* **Exercise prompt**: Exactly reproduce the data from its first line through the line with "pub const WAIT: u16 = 408;", leaving out every line after it.

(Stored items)
----------
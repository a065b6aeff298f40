//! Store traits for hot-resume snapshot persistence.
//!
//! The engine reads and writes exactly one opaque blob. Where that blob
//! lives is up to the caller.

/// Error type for store operations.
#[derive(Debug, Clone, PartialEq, Eq)]
pub enum StoreError {
    NotFound,
    BackendError(String),
    SerializationError(String),
    /// Stored data exists but is not a snapshot this engine can read.
    Malformed(String),
}

impl std::fmt::Display for StoreError {
    fn fmt(&self, f: &mut std::fmt::Formatter<'_>) -> std::fmt::Result {
        match self {
            StoreError::NotFound => write!(f, "not found"),
            StoreError::BackendError(e) => write!(f, "backend error: {}", e),
            StoreError::SerializationError(e) => write!(f, "serialization error: {}", e),
            StoreError::Malformed(e) => write!(f, "malformed snapshot: {}", e),
        }
    }
}

impl std::error::Error for StoreError {}

pub type StoreResult<T> = Result<T, StoreError>;

/// Durable home for one hot-resume snapshot.
pub trait SnapshotStore: Send + Sync {
    /// Read the stored blob, or [`StoreError::NotFound`] if nothing was written.
    fn read_snapshot(&self) -> StoreResult<Vec<u8>>;

    /// Replace the stored blob.
    fn write_snapshot(&self, bytes: &[u8]) -> StoreResult<()>;

    /// Forget the stored blob. Clearing an empty store is not an error.
    fn clear_snapshot(&self) -> StoreResult<()>;
}
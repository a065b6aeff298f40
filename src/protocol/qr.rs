//! QR code login for the web protocol.
//!
//! Status codes returned by the login long-poll and the identity document
//! handed back once the scan is confirmed.

use serde::Deserialize;
use thiserror::Error;

use crate::state::Credentials;

/// Default prefix of the URL encoded in the login QR code.
pub const DEFAULT_QR_BASE: &str = "https://login.weixin.qq.com/l/";

/// Login check status codes (`window.code=...`).
pub mod status_codes {
    pub const SUCCESS: u16 = 200;
    pub const SCANNED: u16 = 201;
    pub const TIMEOUT: u16 = 400;
    pub const WAIT: u16 = 408;
}

/// Outcome of one login check.
#[derive(Debug, Clone, Copy, PartialEq, Eq)]
pub enum LoginStatus {
    /// Login confirmed on the phone
    Success,
    /// Code scanned, waiting for confirmation
    Scanned,
    /// Ticket expired
    Timeout,
    /// Nothing happened yet, poll again
    Waiting,
}

impl LoginStatus {
    pub fn from_code(code: u16) -> Option<Self> {
        match code {
            status_codes::SUCCESS => Some(LoginStatus::Success),
            status_codes::SCANNED => Some(LoginStatus::Scanned),
            status_codes::TIMEOUT => Some(LoginStatus::Timeout),
            status_codes::WAIT => Some(LoginStatus::Waiting),
            _ => None,
        }
    }
}

/// Identity document errors.
#[derive(Debug, Clone, Error, PartialEq, Eq)]
pub enum LoginInfoError {
    #[error("invalid login info: {0}")]
    Xml(String),
    #[error("login rejected (ret={ret}): {message}")]
    Rejected { ret: i64, message: String },
    #[error("login info is missing {0}")]
    MissingField(&'static str),
}

/// `<error><ret>0</ret><skey>...</skey>...</error>` returned after the
/// login redirect.
#[derive(Debug, Clone, Default, PartialEq, Eq, Deserialize)]
#[serde(default)]
pub struct LoginInfo {
    pub ret: i64,
    pub message: String,
    pub skey: String,
    pub wxsid: String,
    pub wxuin: i64,
    pub pass_ticket: String,
    #[serde(rename = "isgrayscale")]
    pub is_grayscale: i32,
}

impl LoginInfo {
    pub fn parse(payload: &str) -> Result<Self, LoginInfoError> {
        let info: LoginInfo = quick_xml::de::from_str(payload.trim())
            .map_err(|e| LoginInfoError::Xml(e.to_string()))?;
        if info.ret != 0 {
            return Err(LoginInfoError::Rejected {
                ret: info.ret,
                message: info.message,
            });
        }
        if info.wxsid.is_empty() {
            return Err(LoginInfoError::MissingField("wxsid"));
        }
        if info.skey.is_empty() {
            return Err(LoginInfoError::MissingField("skey"));
        }
        if info.wxuin == 0 {
            return Err(LoginInfoError::MissingField("wxuin"));
        }
        Ok(info)
    }

    /// Build credentials for this identity with a fresh device id.
    pub fn credentials(&self) -> Credentials {
        Credentials::new(self.wxuin, &self.wxsid, &self.skey, &self.pass_ticket)
    }
}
----------
* **Solution for this problem**:
repository a065b6aeff298f40
//! Store traits for hot-resume snapshot persistence.
//!
//! The engine reads and writes exactly one opaque blob. Where that blob
//! lives is up to the caller.

/// Error type for store operations.
#[derive(Debug, Clone, PartialEq, Eq)]
pub enum StoreError {
    NotFound,
    BackendError(String),
    SerializationError(String),
    /// Stored data exists but is not a snapshot this engine can read.
    Malformed(String),
}

impl std::fmt::Display for StoreError {
    fn fmt(&self, f: &mut std::fmt::Formatter<'_>) -> std::fmt::Result {
        match self {
            StoreError::NotFound => write!(f, "not found"),
            StoreError::BackendError(e) => write!(f, "backend error: {}", e),
            StoreError::SerializationError(e) => write!(f, "serialization error: {}", e),
            StoreError::Malformed(e) => write!(f, "malformed snapshot: {}", e),
        }
    }
}

impl std::error::Error for StoreError {}

pub type StoreResult<T> = Result<T, StoreError>;

/// Durable home for one hot-resume snapshot.
pub trait SnapshotStore: Send + Sync {
    /// Read the stored blob, or [`StoreError::NotFound`] if nothing was written.
    fn read_snapshot(&self) -> StoreResult<Vec<u8>>;

    /// Replace the stored blob.
    fn write_snapshot(&self, bytes: &[u8]) -> StoreResult<()>;

    /// Forget the stored blob. Clearing an empty store is not an error.
    fn clear_snapshot(&self) -> StoreResult<()>;
}
repository a065b6aeff298f40
filename src/protocol/qr.rs
//! QR code login for the web protocol.
//!
//! Status codes returned by the login long-poll and the identity document
//! handed back once the scan is confirmed.

use serde::Deserialize;
use thiserror::Error;

use crate::state::Credentials;

/// Default prefix of the URL encoded in the login QR code.
pub const DEFAULT_QR_BASE: &str = "https://login.weixin.qq.com/l/";

/// Login check status codes (`window.code=...`).
pub mod status_codes {
    pub const SUCCESS: u16 = 200;
    pub const SCANNED: u16 = 201;
    pub const TIMEOUT: u16 = 400;
    pub const WAIT: u16 = 408;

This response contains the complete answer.